If you’ve wondered whether India and its expanding network of 5,000 English-speaking tech writers will play a role in the globalization of technical communication, look no further. In Tech Writing: The New Black Gold Of India (The Economic Times), Rahul Prabhakar, 27, who runs a network called the Technical Writers of India says: “With many software development jobs moving to India, support functions like writing are moving base too.” According to him, this is due to two factors – more competitive costs, and quality “which is improving”. Higher paying tech writing jobs are helping to move the Indian economy forward and making it possible for some younger Indians with strong English language skills to increase their earning potential and improve their overall quality of life.

But getting the proper training is difficult for Indian tech writers. “With no university courses, technical writers in India are left to the wolves. They are made to learn the ropes on their own,” laments Prabhakar.

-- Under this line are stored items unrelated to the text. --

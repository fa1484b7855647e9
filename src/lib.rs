//! WriteRight: press a global shortcut to grammar-correct the clipboard.
//!
//! ```text
//! hotkey ─► trigger ─► pipeline ─► Gemini ─► clipboard
//!                         │
//!                         └─► status ─► app (egui window)
//! ```

pub mod app;
pub mod clipboard;
pub mod config;
pub mod credential;
pub mod hotkey;
pub mod llm;
pub mod pipeline;
pub mod setup;
pub mod status;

The subject of outsourcing of technical communication jobs was the subject of a panel discussion at the November 21, 2006 joint meeting of the Indiana chapters of the Society for Technical Communication and the American Medical Writers Association. It was clear from the audience response to the panel that there is still much uncertainty surrounding the role overseas outsourcing will play in the future. Those in attendance discussed the types of outsourcing their firms are already engaged in, the pros and cons of working with outsourced labor, and the potential impact of increased reliance on less expensive overseas labor. It’s still not clear how outsourcing of technical communication jobs will impact the salaries of typical tech writers in North America and Europe, many of whom lack sufficient skills to help them grow their career in new directions or avoid being replaced by cheaper overseas commodity labor.

The impact of globalization is an important issue for technical communication professionals in Western nations to consider as they make plans for growing their own careers. To better understand the big picture and where you fit in this fast-changing global marketplace, read The World is Flat by New York Times columnist Thomas Friedman. It’s a reality check and will help you see the world without Robohelp-colored glasses.